Britain’s forthcoming Winter of Discontent will not be a direct sequel to the 1978 effort but will take the themes of shortages, unhappiness and death to the next level.
The 1970s was a golden age of memorable British seasons. The long, hot summer of ‘76 is a fan favourite but many critics consider 1978’s Winter of Discontent to be the true masterpiece.
There was therefore understandable concern that the Government appeared to be producing a sequel.
“Oh no, it’s not a sequel,” said Director Boris Johnson. “We thought long and hard about whether it should be, but eventually decided that a soft reboot would give us more creative freedom to fuck things up on an entirely new scale.
“Forget a piddly little strike by NHS ancillary workers! Our recklessly lax Covid guidelines will ensure that hospitals are so overstretched people will be forced to perform life-saving surgery on their loved ones using cutlery and power tools. Well, until their power gets cut off!
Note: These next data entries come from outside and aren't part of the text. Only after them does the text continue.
//! Ordered rule table
//!
//! Each [`Rule`] is a tagged variant evaluated against a [`RuleContext`].
//! Rules either pass, pass with an advisory, or deny. The table order is
//! the decision precedence.

use crate::action::{ActionTags, StructuralOp};
use crate::decision::{
    Advisory, Decision, DenialKind, KycMissing, REASON_INSUFFICIENT_BALANCE,
    REASON_INSUFFICIENT_PERMISSIONS, REASON_KYC_REQUIRED,
};
use crate::policy::PolicyTables;
use serde::{Deserialize, Serialize};
use squid_core::{GovernanceLevel, Identity, IdentityStatus, PrivacyLevel};

/// Role that would lift a KYC denial.
pub const ROLE_KYC_VERIFIED: &str = "kyc-verified";
/// Role that would lift a parental denial.
pub const ROLE_PARENT_GUARDIAN: &str = "parent-guardian";
/// Role that would lift a DAO-only module denial.
pub const ROLE_DAO_MEMBER: &str = "dao-member";

/// One decision rule.
#[derive(Debug, Clone, Copy, PartialEq, Eq, Hash, Serialize, Deserialize)]
#[serde(rename_all = "snake_case")]
pub enum Rule {
    /// Non-ACTIVE identities are denied
    Status,
    /// Identity type must hold the permission the action needs
    TypePermission,
    /// KYC-sensitive actions need approved KYC when it is required
    Kyc,
    /// Privacy level restricts which modules are reachable
    ModuleAccess,
    /// DAO governance advises, PARENT governance denies
    Governance,
    /// Available balance must cover the action minimum
    Balance,
}

/// Module as seen by the rules.
#[derive(Debug, Clone, Copy, PartialEq, Eq)]
pub struct ModuleView<'a> {
    /// Module id
    pub id: &'a str,
    /// Using the module reveals the identity
    pub discloses_identity: bool,
    /// Module moves value
    pub financial: bool,
}

/// Everything a rule may look at.
#[derive(Debug, Clone, Copy)]
pub struct RuleContext<'a> {
    /// Identity snapshot
    pub identity: &'a Identity,
    /// Requested action
    pub action: Option<&'a str>,
    /// Tags of the requested action (all false when absent)
    pub tags: ActionTags,
    /// Structural operation named by the action
    pub structural: Option<StructuralOp>,
    /// Requested module
    pub module: Option<ModuleView<'a>>,
    /// Available balance supplied with the request
    pub balance: Option<u64>,
    /// Policy data
    pub tables: &'a PolicyTables,
}

/// Result of one rule.
#[derive(Debug, Clone, PartialEq, Eq)]
pub enum Verdict {
    /// Rule does not object
    Pass,
    /// Rule does not object but annotates the decision
    Advise(Advisory),
    /// Rule denies
    Deny(Decision),
}

impl Rule {
    /// Evaluate this rule.
    pub fn evaluate(self, ctx: &RuleContext<'_>) -> Verdict {
        match self {
            Rule::Status => status(ctx),
            Rule::TypePermission => type_permission(ctx),
            Rule::Kyc => kyc(ctx),
            Rule::ModuleAccess => module_access(ctx),
            Rule::Governance => governance(ctx),
            Rule::Balance => balance(ctx),
        }
    }
}

fn status(ctx: &RuleContext<'_>) -> Verdict {
    let status = ctx.identity.status;
    let reason = match status {
        IdentityStatus::Active => return Verdict::Pass,
        IdentityStatus::Inactive => "identity inactive",
        IdentityStatus::Suspended => "identity suspended",
    };
    Verdict::Deny(Decision::deny(
        Rule::Status,
        DenialKind::Inactive { status },
        reason,
    ))
}

fn type_permission(ctx: &RuleContext<'_>) -> Verdict {
    let identity = ctx.identity;
    if ctx.structural == Some(StructuralOp::Create) {
        let rules = &identity.creation_rules;
        let reason = if rules.is_leaf_only() {
            Some("identity type cannot create sub-identities")
        } else if identity.depth >= rules.max_depth {
            Some("maximum depth reached")
        } else {
            None
        };
        if let Some(reason) = reason {
            return Verdict::Deny(Decision::deny(
                Rule::TypePermission,
                DenialKind::InsufficientPermissions,
                reason,
            ));
        }
    }

    let permissions = ctx.tables.permissions(identity.identity_type);
    let Some(missing) = permissions.missing_for(&ctx.tags, ctx.structural) else {
        return Verdict::Pass;
    };
    let mut decision = Decision::deny(
        Rule::TypePermission,
        DenialKind::InsufficientPermissions,
        REASON_INSUFFICIENT_PERMISSIONS,
    );
    if let Some(holder) = ctx.tables.holder_of(missing) {
        decision = decision.with_required_role(holder.as_str());
    }
    Verdict::Deny(decision)
}

fn kyc(ctx: &RuleContext<'_>) -> Verdict {
    let kyc = &ctx.identity.kyc;
    if !ctx.tags.is_kyc_sensitive() || !kyc.is_blocking() {
        return Verdict::Pass;
    }
    let missing = if kyc.submitted {
        KycMissing::Approval
    } else {
        KycMissing::Submission
    };
    Verdict::Deny(
        Decision::deny(
            Rule::Kyc,
            DenialKind::KycRequired { missing },
            REASON_KYC_REQUIRED,
        )
        .with_required_role(ROLE_KYC_VERIFIED),
    )
}

fn module_access(ctx: &RuleContext<'_>) -> Verdict {
    let Some(module) = ctx.module else {
        return Verdict::Pass;
    };
    let identity = ctx.identity;
    let denial = || DenialKind::ModuleRestricted {
        module: module.id.to_string(),
    };

    match identity.privacy_level {
        PrivacyLevel::Public => Verdict::Pass,
        PrivacyLevel::Anonymous if module.discloses_identity => Verdict::Deny(Decision::deny(
            Rule::ModuleAccess,
            denial(),
            format!("module {} would disclose an anonymous identity", module.id),
        )),
        PrivacyLevel::Anonymous => Verdict::Pass,
        PrivacyLevel::Private if module.financial => {
            let mut decision = Decision::deny(
                Rule::ModuleAccess,
                denial(),
                format!("module {} is not available to private identities", module.id),
            );
            if identity.governance_level == GovernanceLevel::Parent {
                decision = decision.with_required_role(ROLE_PARENT_GUARDIAN);
            }
            Verdict::Deny(decision)
        }
        PrivacyLevel::Private => Verdict::Pass,
        PrivacyLevel::DaoOnly if identity.governance_level == GovernanceLevel::Dao => Verdict::Pass,
        PrivacyLevel::DaoOnly => Verdict::Deny(
            Decision::deny(
                Rule::ModuleAccess,
                denial(),
                format!("module {} is restricted to DAO members", module.id),
            )
            .with_required_role(ROLE_DAO_MEMBER),
        ),
    }
}

fn governance(ctx: &RuleContext<'_>) -> Verdict {
    if ctx.action.is_none() || !ctx.tags.needs_guardian() {
        return Verdict::Pass;
    }
    match ctx.identity.governance_level {
        GovernanceLevel::SelfGoverned => Verdict::Pass,
        GovernanceLevel::Dao => Verdict::Advise(Advisory::DaoApprovalRequired),
        GovernanceLevel::Parent => Verdict::Deny(
            Decision::deny(
                Rule::Governance,
                DenialKind::GovernanceRestricted,
                REASON_INSUFFICIENT_PERMISSIONS,
            )
            .with_required_role(ROLE_PARENT_GUARDIAN),
        ),
    }
}

fn balance(ctx: &RuleContext<'_>) -> Verdict {
    let (Some(action), Some(available)) = (ctx.action, ctx.balance) else {
        return Verdict::Pass;
    };
    match ctx.tables.min_balances.get(action) {
        Some(&required) if available < required => Verdict::Deny(
            Decision::deny(
                Rule::Balance,
                DenialKind::InsufficientBalance { available },
                REASON_INSUFFICIENT_BALANCE,
            )
            .with_required_balance(required),
        ),
        _ => Verdict::Pass,
    }
}

/// Ordered list of rules; the first denial wins.
#[derive(Debug, Clone, PartialEq, Eq)]
pub struct RuleTable {
    rules: Vec<Rule>,
}

impl RuleTable {
    /// Table with a custom order.
    pub fn new(rules: Vec<Rule>) -> Self {
        Self { rules }
    }

    /// Rules in evaluation order.
    pub fn rules(&self) -> &[Rule] {
        &self.rules
    }

    /// Walk the table, collecting advisories until a rule denies.
    pub fn evaluate(&self, ctx: &RuleContext<'_>) -> Decision {
        let mut advisories = Vec::new();
        for rule in &self.rules {
            match rule.evaluate(ctx) {
                Verdict::Pass => {}
                Verdict::Advise(advisory) => {
                    if !advisories.contains(&advisory) {
                        advisories.push(advisory);
                    }
                }
                Verdict::Deny(mut decision) => {
                    decision.advisories = advisories;
                    return decision;
                }
            }
        }
        Decision::allow(advisories)
    }
}

impl Default for RuleTable {
    fn default() -> Self {
        Self::new(vec![
            Rule::Status,
            Rule::TypePermission,
            Rule::Kyc,
            Rule::ModuleAccess,
            Rule::Governance,
            Rule::Balance,
        ])
    }
}
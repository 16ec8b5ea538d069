//! Recording collaborator hooks

use async_trait::async_trait;
use parking_lot::Mutex;
use squid_core::{
    HookError, IdentityId, IndexSync, ModuleDescriptor, ModuleRegistry, RegistryError,
    SecurityEvent, SecurityNotifier,
};
use std::sync::atomic::{AtomicBool, Ordering};
use std::sync::Arc;

/// Captures every security escalation.
#[derive(Debug, Clone, Default)]
pub struct RecordingNotifier {
    events: Arc<Mutex<Vec<SecurityEvent>>>,
    failing: Arc<AtomicBool>,
}

impl RecordingNotifier {
    /// Create an empty recorder
    pub fn new() -> Self {
        Self::default()
    }

    /// Make subsequent calls fail with `HookError::Unavailable`
    pub fn set_failing(&self, failing: bool) {
        self.failing.store(failing, Ordering::SeqCst);
    }

    /// Events delivered so far
    pub fn events(&self) -> Vec<SecurityEvent> {
        self.events.lock().clone()
    }
}

#[async_trait]
impl SecurityNotifier for RecordingNotifier {
    async fn notify_security_team(&self, event: &SecurityEvent) -> Result<(), HookError> {
        if self.failing.load(Ordering::SeqCst) {
            return Err(HookError::unavailable("notifier offline"));
        }
        self.events.lock().push(event.clone());
        Ok(())
    }
}

/// Captures every index sync request.
#[derive(Debug, Clone, Default)]
pub struct RecordingIndexSync {
    synced: Arc<Mutex<Vec<IdentityId>>>,
    failing: Arc<AtomicBool>,
}

impl RecordingIndexSync {
    /// Create an empty recorder
    pub fn new() -> Self {
        Self::default()
    }

    /// Make subsequent calls fail with `HookError::Unavailable`
    pub fn set_failing(&self, failing: bool) {
        self.failing.store(failing, Ordering::SeqCst);
    }

    /// Identities synced so far, in call order
    pub fn synced(&self) -> Vec<IdentityId> {
        self.synced.lock().clone()
    }
}

#[async_trait]
impl IndexSync for RecordingIndexSync {
    async fn sync_with_qindex(&self, identity: &IdentityId) -> Result<(), HookError> {
        if self.failing.load(Ordering::SeqCst) {
            return Err(HookError::unavailable("index offline"));
        }
        self.synced.lock().push(identity.clone());
        Ok(())
    }
}

/// Module registry that is always unreachable.
#[derive(Debug, Clone, Copy, Default)]
pub struct FailingModuleRegistry;

impl ModuleRegistry for FailingModuleRegistry {
    fn modules(&self) -> Result<Vec<ModuleDescriptor>, RegistryError> {
        Err(RegistryError::unavailable("registry offline"))
    }
}
impl SquidAgent {
    /// Start configuring an agent.
    pub fn builder(config: SquidConfig) -> SquidAgentBuilder {
        SquidAgentBuilder::new(config)
    }

    /// Agent over in-memory backends and the system clock.
    pub fn in_memory(config: SquidConfig) -> Result<Self, AgentError> {
        SquidAgentBuilder::new(config).build()
    }

    /// Active configuration.
    pub fn config(&self) -> &SquidConfig {
        &self.config
    }

    /// Identity tree and active pointer.
    pub fn identities(&self) -> &Arc<IdentityStore> {
        &self.identities
    }

    /// Capability resolver.
    pub fn resolver(&self) -> &Arc<CapabilityResolver> {
        &self.resolver
    }

    /// Audit subsystem.
    pub fn audit(&self) -> &Arc<AuditService> {
        &self.audit
    }

    /// Ephemeral store.
    pub fn ephemeral(&self) -> &Arc<EphemeralStore> {
        &self.ephemeral
    }

    /// Switch coordinator.
    pub fn coordinator(&self) -> &Arc<SwitchCoordinator> {
        &self.coordinator
    }

    /// Decide `action` and/or `module` for an identity and audit the decision.
    pub async fn authorize(
        &self,
        identity_id: &IdentityId,
        action: Option<&str>,
        module: Option<&str>,
    ) -> Result<Decision, AgentError> {
        let request = ResolveRequest {
            action: action.map(str::to_string),
            module: module.map(str::to_string),
            balance: None,
        };
        self.authorize_request(identity_id, &request).await
    }

    /// [`SquidAgent::authorize`] with a full request.
    ///
    /// The audit entry carries the reason, the denying rule and any
    /// advisories. A degraded audit backend queues the entry and a failed
    /// audit write is logged; neither changes the decision.
    pub async fn authorize_request(
        &self,
        identity_id: &IdentityId,
        request: &ResolveRequest,
    ) -> Result<Decision, AgentError> {
        let identity = self.identities.get(identity_id).await?;
        let decision = self.resolver.resolve_request(&identity, request);

        let outcome = if decision.allowed {
            AuditOutcome::Allowed
        } else {
            AuditOutcome::Denied
        };
        let action = request.action.as_deref().unwrap_or(MODULE_ACCESS_ACTION);
        let mut record = ActionRecord::new(identity_id.clone(), action, outcome)
            .with_correlation(CorrelationId::new())
            .with_reason(decision.reason.clone());
        if let Some(module) = &request.module {
            record = record.with_module(module.clone());
        }
        if let Some(rule) = decision.rule {
            if let Ok(rule) = serde_json::to_value(rule) {
                record = record.with_meta("rule", rule);
            }
        }
        if let Some(denial) = &decision.denial {
            if let Ok(denial) = serde_json::to_value(denial) {
                record = record.with_meta("denial", denial);
            }
        }
        if !decision.advisories.is_empty() {
            let advisories: Vec<&str> = decision.advisories.iter().map(|a| a.message()).collect();
            record = record.with_meta("advisories", advisories);
        }
        if let Some(role) = &decision.required_role {
            record = record.with_meta("required_role", role.clone());
        }
        if let Some(balance) = decision.required_balance {
            record = record.with_meta("required_balance", balance);
        }

        // Audit outages never change the decision.
        match self.audit.record(record).await {
            Ok(receipt) => debug!(
                identity_id = %identity_id,
                action,
                allowed = decision.allowed,
                entry_id = %receipt.entry_id,
                status = ?receipt.status,
                "Authorization decided"
            ),
            Err(e) => error!(
                identity_id = %identity_id,
                action,
                allowed = decision.allowed,
                error = %e,
                "Authorization decided but audit write failed"
            ),
        }
        Ok(decision)
    }

    /// Make `target` the active identity.
    pub async fn switch_identity(&self, target: &IdentityId) -> SwitchReport {
        self.coordinator.switch_identity(target).await
    }

    /// Clear the active identity.
    pub async fn sign_out(&self) -> Result<Option<IdentityId>, AgentError> {
        self.coordinator.sign_out().await
    }

    /// Feed a host lifecycle signal to the ephemeral store.
    ///
    /// Logout also signs out. Returns the number of items a cleanup destroyed.
    pub async fn handle_lifecycle_signal(
        &self,
        signal: LifecycleSignal,
    ) -> Result<Option<usize>, AgentError> {
        if signal == LifecycleSignal::Logout {
            self.sign_out().await?;
        }
        Ok(self.ephemeral.handle_signal(signal).await?)
    }

    /// Raise a security flag and attach it to the identity.
    pub async fn raise_flag(&self, request: FlagRequest) -> Result<SecurityFlag, AgentError> {
        let flag = self.audit.flag_security_event(request).await?;
        self.attach_flag(&flag.identity_id, flag.id).await;
        Ok(flag)
    }

    /// Resolve a flag and detach it from the identity.
    pub async fn resolve_flag(
        &self,
        flag_id: &SecurityFlagId,
        resolved_by: &str,
    ) -> Result<SecurityFlag, AgentError> {
        let flag = self.audit.resolve_security_flag(flag_id, resolved_by).await?;
        if let Err(e) = self.identities.clear_flag(&flag.identity_id, flag.id).await {
            warn!(flag_id = %flag.id, error = %e, "Cannot detach resolved flag from identity");
        }
        Ok(flag)
    }

    /// Run anomaly detection; flags it raises are attached to the identity.
    pub async fn scan_for_anomalies(
        &self,
        identity_id: &IdentityId,
        window_ms: u64,
    ) -> Result<AnomalyReport, AgentError> {
        let report = self.audit.detect_anomalies(identity_id, window_ms).await?;
        for flag in &report.raised_flags {
            self.attach_flag(identity_id, *flag).await;
        }
        Ok(report)
    }

    async fn attach_flag(&self, identity_id: &IdentityId, flag: SecurityFlagId) {
        if let Err(e) = self.identities.record_flag(identity_id, flag).await {
            warn!(identity_id = %identity_id, flag_id = %flag, error = %e, "Cannot attach flag to identity");
        }
    }

    /// Start the periodic ephemeral sweep on the current runtime.
    pub fn spawn_sweeper(&self) -> SweeperHandle {
        spawn_sweeper(self.ephemeral.clone())
    }

    /// Receive every switch feedback event from now on.
    pub fn subscribe_feedback(&self) -> broadcast::Receiver<FeedbackEvent> {
        self.feedback.subscribe()
    }

    /// Watch switch progress.
    pub fn subscribe_loading_state(&self) -> watch::Receiver<LoadingState> {
        self.coordinator.subscribe_loading_state()
    }

    /// Feedback events that have not expired.
    pub async fn active_feedback(&self) -> Result<Vec<FeedbackEvent>, AgentError> {
        let now = self.time.physical_time().await?;
        Ok(self.feedback.active(now))
    }

    /// Dismiss a feedback event by id.
    pub fn dismiss_feedback(&self, id: FeedbackId) -> bool {
        self.feedback.dismiss(id)
    }
}
impl SwitchOutcome {
    fn failed(reason: impl Into<String>) -> Self {
        Self::Failed {
            reason: reason.into(),
        }
    }

    /// True for [`SwitchOutcome::Success`].
    pub fn is_success(&self) -> bool {
        matches!(self, Self::Success { .. })
    }

    fn audit_outcome(&self) -> AuditOutcome {
        match self {
            Self::Success { .. } => AuditOutcome::Allowed,
            Self::Failed { .. } => AuditOutcome::Denied,
            Self::Superseded => AuditOutcome::Error,
        }
    }
}

/// Everything a caller learns about one switch.
#[derive(Debug, Clone, PartialEq, Eq)]
pub struct SwitchReport {
    /// Links the audit entry and feedback event
    pub correlation_id: CorrelationId,
    /// Requested identity
    pub target: IdentityId,
    /// Identity active when the switch committed (or started, if it never did)
    pub previous: Option<IdentityId>,
    /// How the switch ended
    pub outcome: SwitchOutcome,
    /// Last working phase entered
    pub phase: SwitchPhase,
    /// Target capabilities, absent when degraded or stopped early
    pub capabilities: Option<CapabilitySummary>,
    /// Ephemeral items purged from the previous identity
    pub purged: usize,
    /// Queued feedback event
    pub feedback_id: Option<FeedbackId>,
    /// Audit entry for this switch
    pub audit_entry: Option<AuditEntryId>,
}

struct SwitchRun {
    generation: u64,
    correlation_id: CorrelationId,
    target: IdentityId,
    phase: SwitchPhase,
    previous: Option<IdentityId>,
    current: Option<IdentitySummary>,
    capabilities: Option<CapabilitySummary>,
    degraded: bool,
    purged: usize,
}

/// Drives identity switches.
pub struct SwitchCoordinator {
    identities: Arc<IdentityStore>,
    resolver: Arc<CapabilityResolver>,
    audit: Arc<AuditService>,
    ephemeral: Arc<EphemeralStore>,
    feedback: Arc<FeedbackQueue>,
    time: Arc<dyn PhysicalTimeEffects>,
    generation: AtomicU64,
    commit: Mutex<()>,
    loading: watch::Sender<LoadingState>,
}

impl SwitchCoordinator {
    /// Coordinator over the shared services.
    pub fn new(
        identities: Arc<IdentityStore>,
        resolver: Arc<CapabilityResolver>,
        audit: Arc<AuditService>,
        ephemeral: Arc<EphemeralStore>,
        feedback: Arc<FeedbackQueue>,
        time: Arc<dyn PhysicalTimeEffects>,
    ) -> Self {
        let (loading, _) = watch::channel(LoadingState::idle());
        Self {
            identities,
            resolver,
            audit,
            ephemeral,
            feedback,
            time,
            generation: AtomicU64::new(0),
            commit: Mutex::new(()),
            loading,
        }
    }

    /// Watch the progress of the latest switch.
    pub fn subscribe_loading_state(&self) -> watch::Receiver<LoadingState> {
        self.loading.subscribe()
    }

    /// Current progress of the latest switch.
    pub fn loading_state(&self) -> LoadingState {
        self.loading.borrow().clone()
    }

    /// Receive every feedback event from now on.
    pub fn subscribe_feedback(&self) -> broadcast::Receiver<FeedbackEvent> {
        self.feedback.subscribe()
    }

    /// Make `target` the active identity.
    pub async fn switch_identity(&self, target: &IdentityId) -> SwitchReport {
        let mut run = SwitchRun {
            generation: self.begin(target),
            correlation_id: CorrelationId::new(),
            target: target.clone(),
            phase: SwitchPhase::Idle,
            previous: self.identities.active_id(),
            current: None,
            capabilities: None,
            degraded: false,
            purged: 0,
        };
        info!(
            correlation_id = %run.correlation_id,
            target = %target,
            previous = ?run.previous,
            "Identity switch requested"
        );

        let outcome = self.drive(&mut run).await;
        let feedback_id = match &outcome {
            SwitchOutcome::Superseded => None,
            outcome => self.notify(&run, outcome).await,
        };
        let audit_entry = self.record(&run, &outcome).await;

        match &outcome {
            SwitchOutcome::Success { degraded } => {
                self.publish(&run, SwitchPhase::Success);
                info!(
                    correlation_id = %run.correlation_id,
                    target = %run.target,
                    degraded,
                    purged = run.purged,
                    "Identity switch completed"
                );
            }
            SwitchOutcome::Failed { reason } => {
                self.publish(&run, SwitchPhase::Failed);
                warn!(
                    correlation_id = %run.correlation_id,
                    target = %run.target,
                    phase = run.phase.as_str(),
                    reason = %reason,
                    "Identity switch failed"
                );
            }
            SwitchOutcome::Superseded => {
                info!(
                    correlation_id = %run.correlation_id,
                    target = %run.target,
                    phase = run.phase.as_str(),
                    "Identity switch superseded"
                );
            }
        }

        SwitchReport {
            correlation_id: run.correlation_id,
            target: run.target,
            previous: run.previous,
            outcome,
            phase: run.phase,
            capabilities: run.capabilities,
            purged: run.purged,
            feedback_id,
            audit_entry,
        }
    }

    /// Clear the active identity (logout), purging it if it was ephemeral-only.
    ///
    /// Any switch still in flight is superseded.
    pub async fn sign_out(&self) -> Result<Option<IdentityId>, AgentError> {
        self.loading.send_modify(|state| {
            self.generation.fetch_add(1, Ordering::SeqCst);
            *state = LoadingState::idle();
        });
        let _commit = self.commit.lock().await;
        let previous = self.identities.clear_active();
        if let Some(prev) = &previous {
            if self.is_ephemeral_only(prev).await {
                let purged = self.ephemeral.disarm(prev).await?;
                debug!(identity_id = %prev, purged, "Purged ephemeral identity on sign-out");
            }
        }
        info!(previous = ?previous, "Signed out");
        Ok(previous)
    }

    async fn drive(&self, run: &mut SwitchRun) -> SwitchOutcome {
        self.enter(run, SwitchPhase::Validating);
        let identity = match self.identities.get(&run.target).await {
            Ok(identity) => identity,
            Err(e) => return SwitchOutcome::failed(e.to_string()),
        };
        if identity.status != IdentityStatus::Active {
            let err = IdentityError::Inactive {
                id: identity.did.clone(),
                status: identity.status,
            };
            return SwitchOutcome::failed(err.to_string());
        }
        run.current = Some(identity.summary());
        if self.is_superseded(run) {
            return SwitchOutcome::Superseded;
        }

        self.enter(run, SwitchPhase::Resolving);
        match self.resolver.summary(&identity) {
            Ok(capabilities) => run.capabilities = Some(capabilities),
            Err(e) => {
                warn!(
                    correlation_id = %run.correlation_id,
                    target = %run.target,
                    error = %e,
                    "Capability resolution failed, continuing degraded"
                );
                run.degraded = true;
            }
        }
        if self.is_superseded(run) {
            return SwitchOutcome::Superseded;
        }

        self.enter(run, SwitchPhase::Transitioning);
        {
            let _commit = self.commit.lock().await;
            if self.is_superseded(run) {
                return SwitchOutcome::Superseded;
            }

            let previous = self.identities.active_id();
            let mut disarmed = None;
            if let Some(prev) = previous.as_ref().filter(|p| **p != run.target) {
                if self.is_ephemeral_only(prev).await {
                    match self.ephemeral.disarm(prev).await {
                        Ok(purged) => {
                            run.purged = purged;
                            disarmed = Some(prev.clone());
                        }
                        Err(e) => {
                            return SwitchOutcome::failed(format!(
                                "cannot purge ephemeral data of {prev}: {e}"
                            ))
                        }
                    }
                }
            }

            if let Err(e) = self.identities.set_active(&run.target).await {
                if let Some(prev) = disarmed {
                    self.ephemeral.arm(&prev);
                }
                return SwitchOutcome::failed(e.to_string());
            }
            if should_use_ephemeral_storage(identity.identity_type) {
                self.ephemeral.arm(&run.target);
            }
            run.previous = previous;
        }

        if self.is_superseded(run) {
            return SwitchOutcome::Superseded;
        }
        self.enter(run, SwitchPhase::Notifying);
        SwitchOutcome::Success {
            degraded: run.degraded,
        }
    }

    async fn notify(&self, run: &SwitchRun, outcome: &SwitchOutcome) -> Option<FeedbackId> {
        let now = match self.now().await {
            Some(now) => now,
            None => return None,
        };
        let name = run
            .current
            .as_ref()
            .map_or_else(|| run.target.to_string(), |s| s.name.clone());
        let (kind, title, message) = match outcome {
            SwitchOutcome::Success { degraded: false } => (
                FeedbackKind::Success,
                "Identity switched",
                format!("Now acting as {name}"),
            ),
            SwitchOutcome::Success { degraded: true } => (
                FeedbackKind::Warning,
                "Identity switched with limited capabilities",
                format!("Now acting as {name}; capabilities could not be resolved"),
            ),
            SwitchOutcome::Failed { reason } => (
                FeedbackKind::Error,
                "Identity switch failed",
                reason.clone(),
            ),
            SwitchOutcome::Superseded => return None,
        };

        let previous = match &run.previous {
            Some(prev) => match self.identities.find(prev).await {
                Ok(found) => found.map(|identity| identity.summary()),
                Err(e) => {
                    debug!(identity_id = %prev, error = %e, "Previous identity unavailable for feedback");
                    None
                }
            },
            None => None,
        };
        let current = if outcome.is_success() {
            run.current.clone()
        } else {
            None
        };

        let event = self
            .feedback
            .event(kind, title, message, now)
            .with_identities(previous, current)
            .with_correlation(run.correlation_id);
        Some(self.feedback.push(event))
    }

    async fn record(&self, run: &SwitchRun, outcome: &SwitchOutcome) -> Option<AuditEntryId> {
        let from = run.previous.as_ref().map(ToString::to_string);
        let mut record = ActionRecord::new(run.target.clone(), SWITCH_ACTION, outcome.audit_outcome())
            .with_correlation(run.correlation_id)
            .with_meta("from", from)
            .with_meta("to", run.target.to_string())
            .with_meta("phase", run.phase.as_str())
            .with_meta("degraded", run.degraded)
            .with_meta("superseded", matches!(outcome, SwitchOutcome::Superseded));
        if let SwitchOutcome::Failed { reason } = outcome {
            record = record.with_reason(reason.clone());
        }

        match self.audit.record(record).await {
            Ok(receipt) => Some(receipt.entry_id),
            Err(e) => {
                warn!(
                    correlation_id = %run.correlation_id,
                    error = %e,
                    "Failed to audit identity switch"
                );
                None
            }
        }
    }

    async fn is_ephemeral_only(&self, id: &IdentityId) -> bool {
        if self.ephemeral.is_armed(id) {
            return true;
        }
        match self.identities.find(id).await {
            Ok(found) => found.is_some_and(|identity| should_use_ephemeral_storage(identity.identity_type)),
            Err(e) => {
                warn!(identity_id = %id, error = %e, "Cannot load previous identity");
                false
            }
        }
    }

    async fn now(&self) -> Option<PhysicalTime> {
        match self.time.physical_time().await {
            Ok(now) => Some(now),
            Err(e) => {
                warn!(error = %e, "Clock unavailable, switch feedback skipped");
                None
            }
        }
    }

    fn begin(&self, target: &IdentityId) -> u64 {
        let mut generation = 0;
        self.loading.send_modify(|state| {
            generation = self.generation.fetch_add(1, Ordering::SeqCst) + 1;
            *state = LoadingState {
                switching: true,
                target: Some(target.clone()),
                phase: SwitchPhase::Idle,
            };
        });
        generation
    }

    fn is_superseded(&self, run: &SwitchRun) -> bool {
        self.generation.load(Ordering::SeqCst) != run.generation
    }

    fn enter(&self, run: &mut SwitchRun, phase: SwitchPhase) {
        run.phase = phase;
        debug!(
            correlation_id = %run.correlation_id,
            target = %run.target,
            phase = phase.as_str(),
            "Switch phase"
        );
        self.publish(run, phase);
    }

    /// Update the loading state unless a newer switch owns it.
    fn publish(&self, run: &SwitchRun, phase: SwitchPhase) {
        let generation = run.generation;
        let target = run.target.clone();
        self.loading.send_if_modified(|state| {
            if self.generation.load(Ordering::SeqCst) != generation {
                return false;
            }
            *state = LoadingState {
                switching: !phase.is_terminal(),
                target: Some(target),
                phase,
            };
            true
        });
    }
}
“Never mind a lorry drivers’ strike – we don’t have any lorry drivers to go on strike!
“We’ve also instructed all local councils to stop bin collections. There’s no particular reason for this but it’ll be a nice little nod to the original – fans love that stuff!
“Of course, we can’t control the weather but I’m confident the energy crisis will ensure that many more people freeze to death this year than in the severe conditions of late 1978.
“Actually, by Easter everyone will have forgotten about the minor inconveniences of the seventies – the perfect storm of a mishandled Brexit and a mishandled pandemic will take the Discontent to a whole new level.
“So now you know what ‘levelling up’ means!”